> _BRIEF_
In the data that follows, find the line with "#[cfg(test)]"; transcribe it, every later line up to the one with "fn ensure_deleted(deleted: u64, entity: &str)", and that line as well, exactly and with no others.

> _INPUT_

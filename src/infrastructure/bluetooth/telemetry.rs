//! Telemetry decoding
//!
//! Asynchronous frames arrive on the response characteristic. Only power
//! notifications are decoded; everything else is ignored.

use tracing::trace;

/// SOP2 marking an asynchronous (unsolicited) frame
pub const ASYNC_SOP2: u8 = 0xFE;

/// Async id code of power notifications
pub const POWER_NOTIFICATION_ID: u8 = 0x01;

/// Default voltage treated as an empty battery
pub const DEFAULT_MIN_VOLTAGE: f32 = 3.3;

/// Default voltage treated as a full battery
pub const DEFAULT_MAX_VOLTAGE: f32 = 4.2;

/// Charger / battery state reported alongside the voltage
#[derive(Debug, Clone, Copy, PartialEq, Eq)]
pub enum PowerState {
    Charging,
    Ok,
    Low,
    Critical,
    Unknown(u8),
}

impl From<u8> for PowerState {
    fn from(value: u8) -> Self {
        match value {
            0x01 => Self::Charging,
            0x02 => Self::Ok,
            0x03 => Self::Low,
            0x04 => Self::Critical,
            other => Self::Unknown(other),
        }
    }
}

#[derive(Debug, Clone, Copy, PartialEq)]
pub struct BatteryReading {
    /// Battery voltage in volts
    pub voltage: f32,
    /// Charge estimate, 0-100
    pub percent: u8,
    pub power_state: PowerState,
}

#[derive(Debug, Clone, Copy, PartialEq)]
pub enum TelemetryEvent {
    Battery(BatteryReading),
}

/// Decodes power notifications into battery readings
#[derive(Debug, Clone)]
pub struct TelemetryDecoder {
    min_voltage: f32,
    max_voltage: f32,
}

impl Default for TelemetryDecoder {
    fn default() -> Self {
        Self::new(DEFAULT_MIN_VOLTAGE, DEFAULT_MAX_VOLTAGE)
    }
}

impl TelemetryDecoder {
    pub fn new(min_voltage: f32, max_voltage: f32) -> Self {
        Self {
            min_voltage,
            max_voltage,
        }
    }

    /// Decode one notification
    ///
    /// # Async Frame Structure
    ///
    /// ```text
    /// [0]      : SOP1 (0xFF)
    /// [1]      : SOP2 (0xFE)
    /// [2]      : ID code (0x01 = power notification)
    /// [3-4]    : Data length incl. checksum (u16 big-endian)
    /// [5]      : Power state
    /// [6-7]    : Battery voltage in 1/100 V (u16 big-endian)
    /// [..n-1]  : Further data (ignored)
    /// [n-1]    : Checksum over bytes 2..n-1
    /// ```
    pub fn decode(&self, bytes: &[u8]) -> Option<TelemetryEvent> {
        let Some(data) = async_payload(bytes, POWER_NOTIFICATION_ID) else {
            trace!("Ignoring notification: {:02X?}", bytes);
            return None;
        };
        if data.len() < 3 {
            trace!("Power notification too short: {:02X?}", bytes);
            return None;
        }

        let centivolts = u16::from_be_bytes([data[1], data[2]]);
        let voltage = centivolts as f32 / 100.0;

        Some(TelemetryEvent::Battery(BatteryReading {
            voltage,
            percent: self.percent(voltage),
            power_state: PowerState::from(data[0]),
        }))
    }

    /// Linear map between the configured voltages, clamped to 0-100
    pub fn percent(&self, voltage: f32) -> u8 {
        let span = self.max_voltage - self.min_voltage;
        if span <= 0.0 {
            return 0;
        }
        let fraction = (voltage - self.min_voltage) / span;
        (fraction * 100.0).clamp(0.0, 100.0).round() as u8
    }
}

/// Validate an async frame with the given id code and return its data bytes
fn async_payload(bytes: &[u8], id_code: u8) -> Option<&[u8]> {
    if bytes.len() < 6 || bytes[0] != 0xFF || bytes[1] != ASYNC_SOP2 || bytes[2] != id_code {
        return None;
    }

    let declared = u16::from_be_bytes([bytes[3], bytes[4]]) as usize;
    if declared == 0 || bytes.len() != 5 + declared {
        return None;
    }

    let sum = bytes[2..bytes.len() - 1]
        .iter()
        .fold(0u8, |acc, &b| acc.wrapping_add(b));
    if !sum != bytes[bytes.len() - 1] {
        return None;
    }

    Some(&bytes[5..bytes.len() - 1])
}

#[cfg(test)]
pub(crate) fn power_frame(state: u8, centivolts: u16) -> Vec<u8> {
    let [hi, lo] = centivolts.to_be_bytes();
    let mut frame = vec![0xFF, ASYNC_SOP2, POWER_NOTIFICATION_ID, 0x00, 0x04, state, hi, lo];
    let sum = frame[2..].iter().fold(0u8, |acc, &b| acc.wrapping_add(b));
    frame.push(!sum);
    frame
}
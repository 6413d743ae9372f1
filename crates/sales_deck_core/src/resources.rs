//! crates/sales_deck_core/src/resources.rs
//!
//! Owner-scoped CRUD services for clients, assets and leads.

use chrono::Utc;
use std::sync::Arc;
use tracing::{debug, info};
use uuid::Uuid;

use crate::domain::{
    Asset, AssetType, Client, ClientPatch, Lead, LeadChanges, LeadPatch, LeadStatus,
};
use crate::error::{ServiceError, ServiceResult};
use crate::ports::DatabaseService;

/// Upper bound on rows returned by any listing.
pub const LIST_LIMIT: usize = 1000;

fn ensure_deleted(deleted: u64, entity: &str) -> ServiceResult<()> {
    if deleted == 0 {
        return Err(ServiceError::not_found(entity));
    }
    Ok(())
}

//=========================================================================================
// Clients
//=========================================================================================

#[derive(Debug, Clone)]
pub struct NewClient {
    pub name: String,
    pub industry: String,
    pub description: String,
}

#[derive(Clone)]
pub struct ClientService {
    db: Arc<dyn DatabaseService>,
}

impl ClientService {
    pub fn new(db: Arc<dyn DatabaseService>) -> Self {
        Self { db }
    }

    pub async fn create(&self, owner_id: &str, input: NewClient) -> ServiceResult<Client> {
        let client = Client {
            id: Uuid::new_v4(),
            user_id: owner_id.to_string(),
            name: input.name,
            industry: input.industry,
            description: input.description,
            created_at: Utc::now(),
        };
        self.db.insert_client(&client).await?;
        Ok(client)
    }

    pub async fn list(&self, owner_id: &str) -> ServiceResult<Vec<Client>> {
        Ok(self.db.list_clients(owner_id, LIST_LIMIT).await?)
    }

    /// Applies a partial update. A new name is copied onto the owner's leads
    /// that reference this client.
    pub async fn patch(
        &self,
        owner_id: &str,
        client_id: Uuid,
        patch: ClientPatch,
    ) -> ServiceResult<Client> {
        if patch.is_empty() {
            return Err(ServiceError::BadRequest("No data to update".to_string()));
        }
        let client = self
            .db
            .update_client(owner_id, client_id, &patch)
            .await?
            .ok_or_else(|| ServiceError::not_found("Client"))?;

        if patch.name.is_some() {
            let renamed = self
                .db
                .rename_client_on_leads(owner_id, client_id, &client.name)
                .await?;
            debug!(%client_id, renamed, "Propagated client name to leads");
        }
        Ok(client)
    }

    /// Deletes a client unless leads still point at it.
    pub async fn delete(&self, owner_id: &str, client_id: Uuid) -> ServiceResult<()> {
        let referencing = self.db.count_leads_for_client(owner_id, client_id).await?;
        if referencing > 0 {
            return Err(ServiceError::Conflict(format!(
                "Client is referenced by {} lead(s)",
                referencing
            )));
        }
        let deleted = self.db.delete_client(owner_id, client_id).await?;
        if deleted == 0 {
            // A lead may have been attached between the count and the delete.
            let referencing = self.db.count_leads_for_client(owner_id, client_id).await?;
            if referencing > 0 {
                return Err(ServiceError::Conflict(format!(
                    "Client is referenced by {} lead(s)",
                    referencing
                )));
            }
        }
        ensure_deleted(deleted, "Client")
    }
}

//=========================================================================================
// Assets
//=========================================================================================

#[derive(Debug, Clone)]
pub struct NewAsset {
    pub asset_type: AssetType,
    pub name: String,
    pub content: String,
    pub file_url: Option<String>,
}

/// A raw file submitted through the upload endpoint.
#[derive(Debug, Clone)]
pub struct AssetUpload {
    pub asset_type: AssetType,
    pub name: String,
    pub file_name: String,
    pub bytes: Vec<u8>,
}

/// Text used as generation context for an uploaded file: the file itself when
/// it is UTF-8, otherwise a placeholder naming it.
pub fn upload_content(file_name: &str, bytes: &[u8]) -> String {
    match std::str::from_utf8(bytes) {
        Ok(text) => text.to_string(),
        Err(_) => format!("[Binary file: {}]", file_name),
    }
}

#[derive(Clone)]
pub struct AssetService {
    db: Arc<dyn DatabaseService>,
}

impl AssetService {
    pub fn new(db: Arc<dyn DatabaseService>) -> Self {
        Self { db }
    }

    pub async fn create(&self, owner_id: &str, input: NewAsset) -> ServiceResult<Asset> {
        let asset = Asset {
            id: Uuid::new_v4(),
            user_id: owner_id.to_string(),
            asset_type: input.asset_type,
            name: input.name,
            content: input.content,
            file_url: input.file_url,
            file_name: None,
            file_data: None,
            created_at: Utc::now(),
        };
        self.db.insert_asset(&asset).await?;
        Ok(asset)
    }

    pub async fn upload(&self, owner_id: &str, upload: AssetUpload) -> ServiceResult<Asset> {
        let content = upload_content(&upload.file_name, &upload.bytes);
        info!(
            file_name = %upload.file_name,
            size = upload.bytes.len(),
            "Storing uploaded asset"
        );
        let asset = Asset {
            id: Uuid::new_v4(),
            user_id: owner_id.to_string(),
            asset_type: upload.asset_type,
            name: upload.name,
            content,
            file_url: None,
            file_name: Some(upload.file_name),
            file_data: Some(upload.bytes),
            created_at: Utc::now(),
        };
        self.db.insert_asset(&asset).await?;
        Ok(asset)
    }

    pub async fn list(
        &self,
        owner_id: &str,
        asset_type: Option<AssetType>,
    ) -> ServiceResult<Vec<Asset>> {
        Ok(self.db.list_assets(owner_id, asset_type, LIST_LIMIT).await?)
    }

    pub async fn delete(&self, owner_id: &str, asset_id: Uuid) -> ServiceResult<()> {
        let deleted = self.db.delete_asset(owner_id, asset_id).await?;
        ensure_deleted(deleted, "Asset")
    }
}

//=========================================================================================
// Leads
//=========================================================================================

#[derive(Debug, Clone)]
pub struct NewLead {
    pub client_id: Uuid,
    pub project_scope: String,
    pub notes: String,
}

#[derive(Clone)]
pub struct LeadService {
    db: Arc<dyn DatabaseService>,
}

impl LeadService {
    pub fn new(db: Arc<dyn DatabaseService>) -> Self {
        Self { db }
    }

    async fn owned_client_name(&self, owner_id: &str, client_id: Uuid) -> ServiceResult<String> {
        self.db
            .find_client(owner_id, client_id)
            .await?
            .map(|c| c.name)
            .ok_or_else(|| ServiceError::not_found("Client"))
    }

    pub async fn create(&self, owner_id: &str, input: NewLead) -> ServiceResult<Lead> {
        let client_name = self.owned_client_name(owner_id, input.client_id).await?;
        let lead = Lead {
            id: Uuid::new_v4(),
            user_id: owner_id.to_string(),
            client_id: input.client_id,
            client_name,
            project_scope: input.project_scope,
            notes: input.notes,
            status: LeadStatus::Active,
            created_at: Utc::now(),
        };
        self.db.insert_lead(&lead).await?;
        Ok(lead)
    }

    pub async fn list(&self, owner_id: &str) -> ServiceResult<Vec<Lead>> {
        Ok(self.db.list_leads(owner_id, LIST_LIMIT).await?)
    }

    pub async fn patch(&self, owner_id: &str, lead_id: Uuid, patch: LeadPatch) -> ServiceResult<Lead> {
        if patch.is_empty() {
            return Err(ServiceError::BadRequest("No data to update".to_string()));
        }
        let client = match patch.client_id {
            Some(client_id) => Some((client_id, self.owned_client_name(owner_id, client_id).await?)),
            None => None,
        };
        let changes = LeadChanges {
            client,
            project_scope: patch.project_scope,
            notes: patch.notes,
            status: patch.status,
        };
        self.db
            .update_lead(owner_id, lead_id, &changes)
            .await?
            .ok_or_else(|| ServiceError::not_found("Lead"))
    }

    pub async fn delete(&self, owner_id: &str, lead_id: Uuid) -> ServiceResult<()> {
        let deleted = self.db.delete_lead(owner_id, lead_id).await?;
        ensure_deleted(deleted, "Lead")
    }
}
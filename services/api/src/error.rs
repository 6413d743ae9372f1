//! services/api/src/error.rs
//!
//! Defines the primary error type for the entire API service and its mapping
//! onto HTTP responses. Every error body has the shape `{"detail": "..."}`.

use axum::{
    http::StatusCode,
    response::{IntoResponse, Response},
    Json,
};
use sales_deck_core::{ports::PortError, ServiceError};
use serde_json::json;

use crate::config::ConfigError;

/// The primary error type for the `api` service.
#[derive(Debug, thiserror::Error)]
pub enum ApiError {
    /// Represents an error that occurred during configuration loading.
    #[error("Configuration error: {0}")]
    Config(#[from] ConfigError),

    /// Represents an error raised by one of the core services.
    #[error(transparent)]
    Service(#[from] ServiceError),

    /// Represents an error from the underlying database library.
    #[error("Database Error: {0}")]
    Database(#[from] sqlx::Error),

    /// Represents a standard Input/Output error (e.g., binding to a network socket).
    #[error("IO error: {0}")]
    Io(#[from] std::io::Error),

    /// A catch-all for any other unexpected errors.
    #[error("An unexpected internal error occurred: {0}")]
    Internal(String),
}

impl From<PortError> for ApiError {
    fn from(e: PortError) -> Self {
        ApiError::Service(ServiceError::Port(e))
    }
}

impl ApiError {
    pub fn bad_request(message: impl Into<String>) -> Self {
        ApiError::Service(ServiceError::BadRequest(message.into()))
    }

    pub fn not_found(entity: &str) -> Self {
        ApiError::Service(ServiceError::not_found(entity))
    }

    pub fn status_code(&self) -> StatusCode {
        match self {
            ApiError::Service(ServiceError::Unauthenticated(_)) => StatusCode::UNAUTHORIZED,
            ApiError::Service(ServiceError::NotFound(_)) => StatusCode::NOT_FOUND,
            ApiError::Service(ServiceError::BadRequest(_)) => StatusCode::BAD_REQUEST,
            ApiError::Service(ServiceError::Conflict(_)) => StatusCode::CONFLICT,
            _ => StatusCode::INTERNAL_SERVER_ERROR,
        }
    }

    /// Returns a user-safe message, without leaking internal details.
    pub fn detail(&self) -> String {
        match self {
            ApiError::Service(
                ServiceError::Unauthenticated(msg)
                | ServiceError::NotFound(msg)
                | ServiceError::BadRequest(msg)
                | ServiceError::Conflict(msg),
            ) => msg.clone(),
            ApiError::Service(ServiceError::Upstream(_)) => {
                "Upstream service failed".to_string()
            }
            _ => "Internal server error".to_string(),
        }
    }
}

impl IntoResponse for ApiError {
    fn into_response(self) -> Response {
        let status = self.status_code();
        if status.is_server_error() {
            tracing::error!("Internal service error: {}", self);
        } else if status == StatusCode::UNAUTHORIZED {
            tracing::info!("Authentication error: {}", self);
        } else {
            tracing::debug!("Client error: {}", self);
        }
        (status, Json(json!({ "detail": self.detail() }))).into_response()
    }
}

> _RESULT FOR THIS EXERCISE_
#[cfg(test)]
pub(crate) fn power_frame(state: u8, centivolts: u16) -> Vec<u8> {
    let [hi, lo] = centivolts.to_be_bytes();
    let mut frame = vec![0xFF, ASYNC_SOP2, POWER_NOTIFICATION_ID, 0x00, 0x04, state, hi, lo];
    let sum = frame[2..].iter().fold(0u8, |acc, &b| acc.wrapping_add(b));
    frame.push(!sum);
    frame
}
repository 6413d743ae9372f1
filename crates/sales_deck_core/src/resources.rs
//! crates/sales_deck_core/src/resources.rs
//!
//! Owner-scoped CRUD services for clients, assets and leads.

use chrono::Utc;
use std::sync::Arc;
use tracing::{debug, info};
use uuid::Uuid;

use crate::domain::{
    Asset, AssetType, Client, ClientPatch, Lead, LeadChanges, LeadPatch, LeadStatus,
};
use crate::error::{ServiceError, ServiceResult};
use crate::ports::DatabaseService;

/// Upper bound on rows returned by any listing.
pub const LIST_LIMIT: usize = 1000;

fn ensure_deleted(deleted: u64, entity: &str) -> ServiceResult<()> {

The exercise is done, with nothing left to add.